B - İkinci tür bilgi: Bunlar ise bilimsel bilgilerdir. Yeterli idelerden mantıksal çıkarsamalar ile elde ettiğimiz tümel önermeler bunlar. Yeterli ide ne olsa gerek? Onu da bir güzel açıklamış üstad. Eğer bir özellik parçada ve bütünde eşit olacak şekilde tüm cisimlerde ortaksa, onun idesi yeterli bir idedir. Bu kavramlara dayanan ilkelerden edinilecek mantıksal bilgiler bize doğanın doğru bilgisini verir.
C - Üçüncü tür bilgi: Bunlar da sezgisel bilgilerdir. Bu söz sizi yanıltmasın, kastedilen bilinci aşan gizemsel bilgiler değil. Maksadımız ilm-i simyacılık değil. Aksine idrak için en değerli, en erdemli şeyleri üçüncü bilgi sınıfı yolu ile elde ederiz biz. Spinoza’nın bununla kastı bilimsel bilgileri kullanarak henüz bilinmeyeni elde etmek. Bu aslında tüm dinlerin hoşgörüsü olmayan ama mecburen kabullendikleri bilim gerçeği. "Bildikçe Tanrıyı daha çok anlarız" diyor Spinoza. Tanrının daha çok bilinmesi daha çok anlaşılması ise hiçbir din erbabının işine gelmez. Satacak malları kalmaz sonra ellerinde.
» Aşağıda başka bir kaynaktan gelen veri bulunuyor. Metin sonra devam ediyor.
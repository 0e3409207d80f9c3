//! Core loaders and store for genome, protein-domain and taxon statistics.
//! This crate is the single source of truth for reconciliation invariants.

pub mod db;
pub mod loader;
pub mod logging;
pub mod model;
pub mod repo;
pub mod search;

pub use db::{open_db, open_db_in_memory, DbError, DbResult};
pub use loader::{
    load_domain_statistics_per_genome, load_domain_statistics_per_protein,
    load_domain_statistics_per_taxon, load_genome_metadata, LoadError, LoadOptions, LoadResult,
    LoadSummary,
};
pub use logging::{default_log_level, init_logging, logging_status, LogDestination};
pub use model::choices::{DomainCombinationType, ProteinType, Source, TaxonRank};
pub use model::decimal::Decimal;
pub use model::genome::{GenomeMetadata, Taxonomy};
pub use model::keys::{GenomeStatsKey, NaturallyKeyed, TaxonStatsKey};
pub use model::stats::{DomainCounts, PerGenomeRecord, PerProteinRecord, PerTaxonRecord};
pub use repo::genome_repo::{GenomeRepository, RepoError, RepoResult, SqliteGenomeRepository};
pub use repo::genome_stats_repo::{
    GenomeStatsQuery, GenomeStatsRepository, SqliteGenomeStatsRepository,
};
pub use repo::protein_stats_repo::{
    ProteinStatsQuery, ProteinStatsRepository, SqliteProteinStatsRepository,
};
pub use repo::taxon_stats_repo::{
    SqliteTaxonStatsRepository, TaxonStatsQuery, TaxonStatsRepository,
};
pub use repo::Page;
pub use search::fts::{
    search_domains, DomainSearchQuery, SearchError, SearchHit, SearchResult, SearchScope,
};

/// Returns the core crate version.
pub fn core_version() -> &'static str {
    env!("CARGO_PKG_VERSION")
}
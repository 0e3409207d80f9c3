use crate::loader::coerce::parse_int_or_null;
use crate::loader::reconcile::Staging;
use crate::loader::tsv::TsvRow;
use crate::loader::validate::{accept_rows, distinct_values};
use crate::loader::writer::write_batched;
use crate::loader::{
    run_load, LoadOptions, LoadResult, LoadSummary, DEFAULT_GENOME_METADATA_PATH,
};
use crate::model::choices::{TaxonRank, GTDB_NAMESPACE};
use crate::model::genome::{GenomeMetadata, Taxonomy};
use crate::repo::genome_repo::{GenomeRepository, SqliteGenomeRepository};
use rusqlite::Connection;

const REQUIRED_COLUMNS: &[&str] = &["genome_version"];

/// Upserts genome metadata keyed by `genome_version`.
///
/// # Errors
/// - [`crate::loader::LoadError::FileNotFound`] before any state is touched.
/// - Store failures roll back the whole invocation.
pub fn load_genome_metadata(
    conn: &mut Connection,
    options: &LoadOptions,
) -> LoadResult<LoadSummary> {
    run_load(
        conn,
        options,
        "genome_metadata",
        DEFAULT_GENOME_METADATA_PATH,
        |tx, ctx, rows| {
            let mut summary = LoadSummary::default();
            let rows = accept_rows(ctx, rows, REQUIRED_COLUMNS, &mut summary.skipped);

            let repo = SqliteGenomeRepository::try_new(tx)?;
            let existing = repo.find_by_versions(&distinct_values(&rows, "genome_version"))?;

            let mut staging = Staging::new(existing);
            for row in &rows {
                staging.stage(genome_from_row(row));
            }

            let mut plan = staging.into_plan();
            write_batched(ctx, &repo, &mut plan)?;
            summary.updated = plan.updates.len();
            summary.created = plan.creates.len();
            Ok(summary)
        },
    )
}

fn genome_from_row(row: &TsvRow) -> GenomeMetadata {
    let mut genome = GenomeMetadata::new(row.required("genome_version"));
    genome.genome_accession = row.owned("genome_accession");
    genome.genome_size = parse_int_or_null(row.get("genome_size"));
    genome.protein_count = parse_int_or_null(row.get("protein_count"));
    genome.gtdb = taxonomy_from_row(row, GTDB_NAMESPACE);
    genome.ncbi = taxonomy_from_row(row, "ncbi");
    genome
}

fn taxonomy_from_row(row: &TsvRow, namespace: &str) -> Taxonomy {
    let mut taxonomy = Taxonomy::default();
    for rank in TaxonRank::ALL {
        taxonomy.set_rank(rank, row.owned(&format!("{namespace}_{}", rank.as_str())));
    }
    taxonomy
}
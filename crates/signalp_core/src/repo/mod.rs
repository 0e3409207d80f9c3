//! Repository layer over the SQLite statistics store.
//!
//! # Responsibility
//! - Batched natural-key lookups used to build loader reference indexes.
//! - Chunk-level bulk update/insert used by the batched writer.
//! - Paginated read queries for consumers of the loaded data.
//!
//! # Invariants
//! - Repositories only accept connections migrated to the latest schema.
//! - Width, choice and precision violations are reported by the store, never
//!   silently truncated.

pub mod genome_repo;
pub mod genome_stats_repo;
pub mod protein_stats_repo;
mod schema;
pub mod taxon_stats_repo;

use crate::repo::genome_repo::RepoResult;

const PAGE_DEFAULT_LIMIT: u32 = 10;
const PAGE_LIMIT_MAX: u32 = 100;

/// Chunk-level write access used by the batched writer.
///
/// Implementations run inside the caller's transaction and never commit.
pub trait BulkWriter<R> {
    /// Rewrites every mutable column of already-stored records.
    fn update_chunk(&self, records: &[R]) -> RepoResult<()>;
    /// Inserts new records and assigns their storage ids.
    fn insert_chunk(&self, records: &mut [R]) -> RepoResult<()>;
}

/// Limit/offset pagination for list queries.
#[derive(Debug, Clone, Copy, Default, PartialEq, Eq)]
pub struct Page {
    /// Rows per page. Defaults to 10 and clamps to 100.
    pub limit: Option<u32>,
    pub offset: u32,
}

impl Page {
    pub fn new(limit: u32, offset: u32) -> Self {
        Self {
            limit: Some(limit),
            offset,
        }
    }

    /// Effective page size after defaulting and clamping.
    pub fn effective_limit(&self) -> u32 {
        match self.limit {
            Some(0) | None => PAGE_DEFAULT_LIMIT,
            Some(value) if value > PAGE_LIMIT_MAX => PAGE_LIMIT_MAX,
            Some(value) => value,
        }
    }
}

#[cfg(test)]
mod tests {
    use super::Page;

    #[test]
    fn page_limit_defaults_and_clamps() {
        assert_eq!(Page::default().effective_limit(), 10);
        assert_eq!(Page::new(0, 0).effective_limit(), 10);
        assert_eq!(Page::new(25, 0).effective_limit(), 25);
        assert_eq!(Page::new(500, 0).effective_limit(), 100);
    }
}
use crate::loader::coerce::{parse_decimal_or_null, parse_int_or_null};
use crate::loader::reconcile::Staging;
use crate::loader::tsv::TsvRow;
use crate::loader::validate::{
    accept_rows, distinct_values, parse_choice_cell, skip_unknown_reference,
};
use crate::loader::writer::write_batched;
use crate::loader::{run_load, LoadOptions, LoadResult, LoadSummary, DEFAULT_PER_GENOME_PATH};
use crate::model::choices::{DomainCombinationType, ProteinType, Source};
use crate::model::stats::PerGenomeRecord;
use crate::repo::genome_repo::{GenomeRepository, SqliteGenomeRepository};
use crate::repo::genome_stats_repo::{GenomeStatsRepository, SqliteGenomeStatsRepository};
use rusqlite::Connection;

const REQUIRED_COLUMNS: &[&str] = &[
    "genome",
    "source",
    "protein_type",
    "domains",
    "domain_combination_type",
];

/// Upserts per-genome domain statistics keyed by
/// `(genome, source, protein_type, domains, domain_combination_type)`.
pub fn load_domain_statistics_per_genome(
    conn: &mut Connection,
    options: &LoadOptions,
) -> LoadResult<LoadSummary> {
    run_load(
        conn,
        options,
        "per_genome",
        DEFAULT_PER_GENOME_PATH,
        |tx, ctx, rows| {
            let mut summary = LoadSummary::default();
            let rows = accept_rows(ctx, rows, REQUIRED_COLUMNS, &mut summary.skipped);

            let versions = distinct_values(&rows, "genome");
            let genomes = SqliteGenomeRepository::try_new(tx)?.find_by_versions(&versions)?;
            let repo = SqliteGenomeStatsRepository::try_new(tx)?;
            let existing = repo.find_by_genome_versions(&versions)?;

            let mut staging = Staging::new(existing);
            for row in &rows {
                let genome_version = row.required("genome");
                if !genomes.contains_key(genome_version) {
                    skip_unknown_reference(ctx, row, "genome", genome_version, &mut summary.skipped);
                    continue;
                }
                staging.stage(genome_stats_from_row(row)?);
            }

            let mut plan = staging.into_plan();
            write_batched(ctx, &repo, &mut plan)?;
            summary.updated = plan.updates.len();
            summary.created = plan.creates.len();
            Ok(summary)
        },
    )
}

fn genome_stats_from_row(row: &TsvRow) -> LoadResult<PerGenomeRecord> {
    Ok(PerGenomeRecord {
        id: None,
        genome_version: row.required("genome").to_string(),
        genome_accession: row.owned("genome_accession"),
        source: parse_choice_cell(row, "source", Source::parse)?,
        protein_type: parse_choice_cell(row, "protein_type", ProteinType::parse)?,
        domains: row.required("domains").to_string(),
        domain_combination_type: parse_choice_cell(
            row,
            "domain_combination_type",
            DomainCombinationType::parse,
        )?,
        count_raw: parse_int_or_null(row.get("count_raw")),
        count_normalized_by_genome_size: parse_decimal_or_null(
            row.get("count_normalized_by_genome_size"),
        ),
        count_normalized_by_total_proteins: parse_decimal_or_null(
            row.get("count_normalized_by_total_proteins"),
        ),
    })
}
Spinoza rastlantıdan hoşlanmaz. Rastlantı en fazla birinci türden bilgilerin edinilmesinde söz konusu olabilir. Buna bazı felsefeciler özgürlük kısıtlaması olarak yaklaşırlar ancak doğru olan Spinoza’nın bilinmeyeni aramanın önünü açmak ile yarattığı Tanrı olma özgürlüğü bu düşünce ile taban tabana zıttır. Spinoza insanoğluna Tanrı ile arasındaki mesafeyi kısaltabileceğinin müjdesini vermektedir.
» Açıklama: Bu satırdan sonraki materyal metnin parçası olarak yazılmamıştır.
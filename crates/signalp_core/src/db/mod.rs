//! SQLite storage bootstrap and schema migration entry points.
//!
//! # Responsibility
//! - Open and configure SQLite connections for the statistics store.
//! - Apply schema migrations in deterministic order.
//!
//! # Invariants
//! - Migration version is tracked via `PRAGMA user_version`.
//! - Loaders and repositories must not touch data before migrations succeed.

use rusqlite::Connection;
use std::error::Error;
use std::fmt::{Display, Formatter};

pub mod migrations;
mod open;

pub use open::{open_db, open_db_in_memory};

pub type DbResult<T> = Result<T, DbError>;

#[derive(Debug)]
pub enum DbError {
    Sqlite(rusqlite::Error),
    UnsupportedSchemaVersion {
        db_version: u32,
        latest_supported: u32,
    },
}

impl Display for DbError {
    fn fmt(&self, f: &mut Formatter<'_>) -> std::fmt::Result {
        match self {
            Self::Sqlite(err) => write!(f, "{err}"),
            Self::UnsupportedSchemaVersion {
                db_version,
                latest_supported,
            } => write!(
                f,
                "database schema version {db_version} is newer than supported {latest_supported}"
            ),
        }
    }
}

impl Error for DbError {
    fn source(&self) -> Option<&(dyn Error + 'static)> {
        match self {
            Self::Sqlite(err) => Some(err),
            Self::UnsupportedSchemaVersion { .. } => None,
        }
    }
}

impl From<rusqlite::Error> for DbError {
    fn from(value: rusqlite::Error) -> Self {
        Self::Sqlite(value)
    }
}

/// Reads the schema version recorded in `PRAGMA user_version`.
pub fn schema_version(conn: &Connection) -> DbResult<u32> {
    let version = conn.query_row("PRAGMA user_version;", [], |row| row.get::<_, u32>(0))?;
    Ok(version)
}
//! Domain model for genome metadata and domain statistics records.
//!
//! # Responsibility
//! - Define the typed records loaders stage and repositories persist.
//! - Define the composite natural keys used for reconciliation.
//!
//! # Invariants
//! - Every record is identified by its natural key; `id` is storage-assigned.
//! - Choice-typed columns only ever hold values of their enum.

pub mod choices;
pub mod decimal;
pub mod genome;
pub mod keys;
pub mod stats;
//! SQLite FTS5-based domain search.
//!
//! # Responsibility
//! - Provide keyword search over the `domains` field of each statistics table.
//! - Return typed hits carrying the record id and its natural identifier.
//!
//! # Invariants
//! - Result ordering is deterministic by bm25 rank, then record id.
//! - Blank queries return no hits without touching the index.

use crate::db::DbError;
use rusqlite::{params, Connection, Row};
use serde::{Deserialize, Serialize};
use std::error::Error;
use std::fmt::{Display, Formatter};

const DEFAULT_SEARCH_LIMIT: u32 = 20;

/// Result type for search APIs.
pub type SearchResult<T> = Result<T, SearchError>;

/// Search-layer error for query parsing and DB interaction.
#[derive(Debug)]
pub enum SearchError {
    /// User-provided query cannot be parsed by FTS5 syntax.
    InvalidQuery {
        query: String,
        message: String,
    },
    Db(DbError),
}

impl Display for SearchError {
    fn fmt(&self, f: &mut Formatter<'_>) -> std::fmt::Result {
        match self {
            Self::InvalidQuery { query, message } => {
                write!(f, "invalid full-text query `{query}`: {message}")
            }
            Self::Db(err) => write!(f, "{err}"),
        }
    }
}

impl Error for SearchError {
    fn source(&self) -> Option<&(dyn Error + 'static)> {
        match self {
            Self::InvalidQuery { .. } => None,
            Self::Db(err) => Some(err),
        }
    }
}

impl From<DbError> for SearchError {
    fn from(value: DbError) -> Self {
        Self::Db(value)
    }
}

impl From<rusqlite::Error> for SearchError {
    fn from(value: rusqlite::Error) -> Self {
        Self::Db(DbError::Sqlite(value))
    }
}

/// Statistics table a search runs against.
#[derive(Debug, Clone, Copy, PartialEq, Eq, Hash, Serialize, Deserialize)]
#[serde(rename_all = "snake_case")]
pub enum SearchScope {
    Protein,
    Genome,
    Taxon,
}

impl SearchScope {
    fn table(self) -> &'static str {
        match self {
            Self::Protein => "domain_statistics_per_protein",
            Self::Genome => "domain_statistics_per_genome",
            Self::Taxon => "domain_statistics_per_taxon",
        }
    }

    /// Natural identifier reported as the hit label.
    fn label_column(self) -> &'static str {
        match self {
            Self::Protein => "mist_protein_accession",
            Self::Genome => "genome_version",
            Self::Taxon => "gtdb_taxonomy_string",
        }
    }
}

/// Search options for full-text query behavior.
#[derive(Debug, Clone)]
pub struct DomainSearchQuery {
    /// User query text.
    pub text: String,
    pub scope: SearchScope,
    /// Maximum number of hits to return.
    pub limit: u32,
    /// Whether to pass text directly as raw FTS5 expression.
    ///
    /// Default is `false`, so domain names containing FTS operators stay literal.
    pub raw_fts_syntax: bool,
}

impl DomainSearchQuery {
    pub fn new(scope: SearchScope, text: impl Into<String>) -> Self {
        Self {
            text: text.into(),
            scope,
            limit: DEFAULT_SEARCH_LIMIT,
            raw_fts_syntax: false,
        }
    }
}

/// Single search hit returned by [`search_domains`].
#[derive(Debug, Clone, PartialEq, Eq, Serialize)]
pub struct SearchHit {
    pub record_id: i64,
    pub scope: SearchScope,
    /// Accession, genome version or taxonomy string of the record.
    pub label: String,
    pub snippet: String,
}

/// Searches one statistics table by domain names and returns ranked hits.
///
/// Plain queries match records containing every whitespace-separated term.
pub fn search_domains(
    conn: &Connection,
    query: &DomainSearchQuery,
) -> SearchResult<Vec<SearchHit>> {
    let Some(match_expr) = build_match_expression(query) else {
        return Ok(Vec::new());
    };

    if query.limit == 0 {
        return Ok(Vec::new());
    }

    let table = query.scope.table();
    let label = query.scope.label_column();
    let sql = format!(
        "SELECT
            {table}.id AS record_id,
            {table}.{label} AS label,
            snippet({table}_fts, 0, '[', ']', ' ... ', 10) AS snippet
         FROM {table}_fts
         JOIN {table} ON {table}.id = {table}_fts.rowid
         WHERE {table}_fts MATCH ?1
         ORDER BY bm25({table}_fts), {table}.id ASC
         LIMIT ?2"
    );

    let mut stmt = conn.prepare(&sql)?;
    let mut rows = stmt
        .query(params![match_expr, query.limit])
        .map_err(|err| map_query_error(err, &match_expr))?;
    let mut hits = Vec::new();

    while let Some(row) = rows
        .next()
        .map_err(|err| map_query_error(err, &match_expr))?
    {
        hits.push(parse_search_hit(row, query.scope)?);
    }

    Ok(hits)
}

fn parse_search_hit(row: &Row<'_>, scope: SearchScope) -> SearchResult<SearchHit> {
    Ok(SearchHit {
        record_id: row.get("record_id")?,
        scope,
        label: row.get("label")?,
        snippet: row.get("snippet")?,
    })
}

fn build_match_expression(query: &DomainSearchQuery) -> Option<String> {
    let text = query.text.trim();
    if text.is_empty() {
        return None;
    }

    if query.raw_fts_syntax {
        return Some(text.to_string());
    }

    let terms = text
        .split_whitespace()
        .map(escape_fts_term)
        .collect::<Vec<_>>();

    Some(terms.join(" AND "))
}

fn escape_fts_term(raw: &str) -> String {
    let escaped = raw.replace('"', "\"\"");
    format!("\"{escaped}\"")
}

fn map_query_error(err: rusqlite::Error, query: &str) -> SearchError {
    if is_match_syntax_error(&err) {
        return SearchError::InvalidQuery {
            query: query.to_string(),
            message: err.to_string(),
        };
    }

    SearchError::Db(DbError::Sqlite(err))
}

fn is_match_syntax_error(err: &rusqlite::Error) -> bool {
    match err {
        rusqlite::Error::SqliteFailure(_, Some(message)) => {
            let msg = message.to_lowercase();
            (msg.contains("fts5") && msg.contains("syntax"))
                || msg.contains("malformed match expression")
                || msg.contains("unterminated")
                || msg.contains("no such column")
        }
        _ => false,
    }
}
Spinoza sonunda iyi ile kötüyü de irdelemeye başlar. Ona göre iyi ile kötüyü belirleyen insanın kendini koruma ve varlığını sürdürme isteğidir. Siz bir insana isterseniz çok yüce bir ülkü verin. Bu ülküye ulaşmak için yolunda ilerlerken kendine anlık bir zevk verecek bir objeye duyulan istek o an için bu yüce ülküye varmak için varolan istekten daha kuvvetlidir. Yani iyi ve kötü için olumlu ya da olumsuz tanımlamasını yapmak doğru değildir. Bunlar hem zamana hem insana hem de birbirlerine göre göreceli kavramlardır. Bunlar ise seçimleri yanlış yapmaya yöneltir ve insanı köle ederler. Kurtulmanın tek yolu ise bilge olmaktır. Çünkü bilgi insanı hem özgür hem de erdemli kılar.
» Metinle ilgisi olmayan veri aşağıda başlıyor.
//! Logging bootstrap for loader processes.
//!
//! # Responsibility
//! - Initialize the `log` backend exactly once per process, writing either
//!   rotating files or stderr.
//! - Emit stable `event=… module=… status=…` lines from core.
//!
//! # Invariants
//! - Logging init is idempotent for the same level and destination.
//! - Re-initialization with a different level or destination is rejected.
//! - Logging initialization must not panic.

use flexi_logger::{
    Cleanup, Criterion, Duplicate, FileSpec, Logger, LoggerHandle, Naming, WriteMode,
};
use log::{error, info};
use once_cell::sync::OnceCell;
use std::fmt::{Display, Formatter};
use std::path::{Path, PathBuf};

const LOG_FILE_BASENAME: &str = "signalp";
const MAX_LOG_FILE_SIZE_BYTES: u64 = 10 * 1024 * 1024;
const MAX_LOG_FILES: usize = 5;
const MAX_PANIC_PAYLOAD_CHARS: usize = 160;

static LOGGING_STATE: OnceCell<LoggingState> = OnceCell::new();
static PANIC_HOOK_INSTALLED: OnceCell<()> = OnceCell::new();

/// Where log records are written.
#[derive(Debug, Clone, PartialEq, Eq)]
pub enum LogDestination {
    Stderr,
    /// Rotating `signalp*.log` files; warnings are duplicated to stderr.
    Directory(PathBuf),
}

impl Display for LogDestination {
    fn fmt(&self, f: &mut Formatter<'_>) -> std::fmt::Result {
        match self {
            Self::Stderr => f.write_str("stderr"),
            Self::Directory(path) => write!(f, "{}", path.display()),
        }
    }
}

struct LoggingState {
    level: &'static str,
    destination: LogDestination,
    _logger: LoggerHandle,
}

/// Initializes logging with `level`, writing into `log_dir` when given and
/// to stderr otherwise.
///
/// # Errors
/// - Returns an error when `level` is unsupported.
/// - Returns an error when `log_dir` is empty or cannot be created.
/// - Returns an error when logging is already active with another level or
///   destination, or when the backend fails to start.
pub fn init_logging(level: &str, log_dir: Option<&Path>) -> Result<(), String> {
    let normalized_level = normalize_level(level)?;
    let destination = match log_dir {
        Some(dir) => LogDestination::Directory(normalize_log_dir(dir)?),
        None => LogDestination::Stderr,
    };

    let state = LOGGING_STATE.get_or_try_init(|| start_logger(normalized_level, &destination))?;

    if state.destination != destination {
        return Err(format!(
            "logging already initialized at `{}`; refusing to switch to `{destination}`",
            state.destination
        ));
    }
    if state.level != normalized_level {
        return Err(format!(
            "logging already initialized with level `{}`; refusing to switch to `{normalized_level}`",
            state.level
        ));
    }

    Ok(())
}

fn start_logger(level: &'static str, destination: &LogDestination) -> Result<LoggingState, String> {
    let logger = Logger::try_with_str(level)
        .map_err(|err| format!("invalid log level `{level}`: {err}"))?;

    let logger = match destination {
        LogDestination::Stderr => logger
            .log_to_stderr()
            .format_for_stderr(flexi_logger::default_format),
        LogDestination::Directory(dir) => {
            std::fs::create_dir_all(dir).map_err(|err| {
                format!("failed to create log directory `{}`: {err}", dir.display())
            })?;
            logger
                .log_to_file(
                    FileSpec::default()
                        .directory(dir.as_path())
                        .basename(LOG_FILE_BASENAME),
                )
                .rotate(
                    Criterion::Size(MAX_LOG_FILE_SIZE_BYTES),
                    Naming::Numbers,
                    Cleanup::KeepLogFiles(MAX_LOG_FILES),
                )
                .write_mode(WriteMode::BufferAndFlush)
                .append()
                .duplicate_to_stderr(Duplicate::Warn)
                .format_for_files(flexi_logger::detailed_format)
        }
    };

    let handle = logger
        .start()
        .map_err(|err| format!("failed to start logger: {err}"))?;

    install_panic_hook_once();

    info!(
        "event=app_start module=core status=ok platform={} build_mode={} version={}",
        std::env::consts::OS,
        build_mode(),
        env!("CARGO_PKG_VERSION")
    );
    info!("event=core_init module=core status=ok level={level} destination={destination}");

    Ok(LoggingState {
        level,
        destination: destination.clone(),
        _logger: handle,
    })
}

/// Returns `(level, destination)` of active logging, or `None` before init.
pub fn logging_status() -> Option<(&'static str, LogDestination)> {
    LOGGING_STATE
        .get()
        .map(|state| (state.level, state.destination.clone()))
}

/// Returns the default log level for current build mode.
///
/// - `debug` builds -> `debug`
/// - `release` builds -> `info`
pub fn default_log_level() -> &'static str {
    if cfg!(debug_assertions) {
        "debug"
    } else {
        "info"
    }
}

fn normalize_level(level: &str) -> Result<&'static str, String> {
    match level.trim().to_ascii_lowercase().as_str() {
        "trace" => Ok("trace"),
        "debug" => Ok("debug"),
        "info" => Ok("info"),
        "warn" | "warning" => Ok("warn"),
        "error" => Ok("error"),
        other => Err(format!(
            "unsupported log level `{other}`; expected trace|debug|info|warn|error"
        )),
    }
}

/// Resolves `log_dir` against the working directory when relative.
fn normalize_log_dir(log_dir: &Path) -> Result<PathBuf, String> {
    if log_dir.as_os_str().is_empty() {
        return Err("log_dir cannot be empty".to_string());
    }
    if log_dir.is_absolute() {
        return Ok(log_dir.to_path_buf());
    }
    std::env::current_dir()
        .map(|cwd| cwd.join(log_dir))
        .map_err(|err| format!("failed to resolve log_dir `{}`: {err}", log_dir.display()))
}

fn build_mode() -> &'static str {
    if cfg!(debug_assertions) {
        "debug"
    } else {
        "release"
    }
}

fn install_panic_hook_once() {
    if PANIC_HOOK_INSTALLED.get().is_some() {
        return;
    }

    let previous_hook = std::panic::take_hook();
    std::panic::set_hook(Box::new(move |panic_info| {
        // Payloads may echo input rows; keep them on one line and bounded.
        let location = panic_info
            .location()
            .map(|loc| format!("{}:{}", loc.file(), loc.line()))
            .unwrap_or_else(|| "unknown".to_string());
        let payload = panic_payload_summary(panic_info);
        error!("event=panic_captured module=core status=error location={location} payload={payload}");
        previous_hook(panic_info);
    }));

    let _ = PANIC_HOOK_INSTALLED.set(());
}

fn panic_payload_summary(info: &std::panic::PanicHookInfo<'_>) -> String {
    let payload = if let Some(message) = info.payload().downcast_ref::<&str>() {
        (*message).to_string()
    } else if let Some(message) = info.payload().downcast_ref::<String>() {
        message.clone()
    } else {
        "non-string panic payload".to_string()
    };

    sanitize_message(&payload, MAX_PANIC_PAYLOAD_CHARS)
}

fn sanitize_message(value: &str, max_chars: usize) -> String {
    let normalized = value.replace(['\n', '\r'], " ");
    let mut truncated = normalized.chars().take(max_chars).collect::<String>();
    if normalized.chars().count() > max_chars {
        truncated.push_str("...");
    }
    truncated
}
Spinoza bilgi kavramından yola çıkarak bireyin korunmasını sağlayacak devlet kavramına gelir ve devletin de bilgiye dayanması gerektiğini söyler. Gene buradan hareket ile aynen Hobbes gibi devlet biçimlerine gelir. Bunların üç tanesini derinlemesine inceler; Monarşi, Aristokrasi ve Demokrasi. O çağlar için en büyük suçlardan birini daha işleyerek bu idare biçimlerinden demokrasiyi insan yaşamının ve insan haklarının güvencesi olarak görür.
‘’İnsan, ortadan kaldırılamaz doğallıkla, kendi düşüncelerinin efendisidir.’’
Üstad burada bir de laik düşüncenin temelini atar. Siyasal erki ellerinde bulunduranlar yönetilenlerin değişik Tanrı inançlarına karşı hoşgörülü olması gerektiğini savunur. Hoşgörü özgürlüğün olmazsa olmaz ekidir.
Gördüğünüz gibi insanın Tanrının dünyevi muhafızlarına emanet ettiği aklını geri almaya başlamasının ayak sesleri sertleşmiştir artık. İnsanın buradaki en büyük yardımcısı düşünenin özgür, inananın ise esir olmasından kaynaklanır. Kendi düşüncesini gene kendisi geçilmez sınırlamalarla daraltmış bulunan Ortaçağın karanlık güçleri bilgi bakımından geride kaldıkları için aydınlanmanın önüne geçememektedirler. Hıristiyanlığın ait olduğu kilise duvarları içerisine geri gönderilmesi olgusu çıkar mekanizmasının İslamda Hıristiyanlığa göre yaygınlaştırılmış olmasından ötürü henüz Müslümanlıkta tekrarlanamamıştır. Ancak bu kez de Hıristiyanlığın bu devrimi yapmasından ötürü başardığı beşeri ve toplumsal başarı ürünü oluşan zenginlik ve bireysel özgürlük İslamı tehdit eder boyutlara ulaşmış ve taviz vermek istemeyen kesim bu uygarlığı yok edecek terör ve benzeri davranışları son çare olarak görmeye başlamıştır. Ne yazık ki İslamın da doğru çizgiye ulaştırılması bunu ne kadar isteyecekleri son derece belirsiz olan Hıristiyan dünyasının elinde gibi gözükmektedir.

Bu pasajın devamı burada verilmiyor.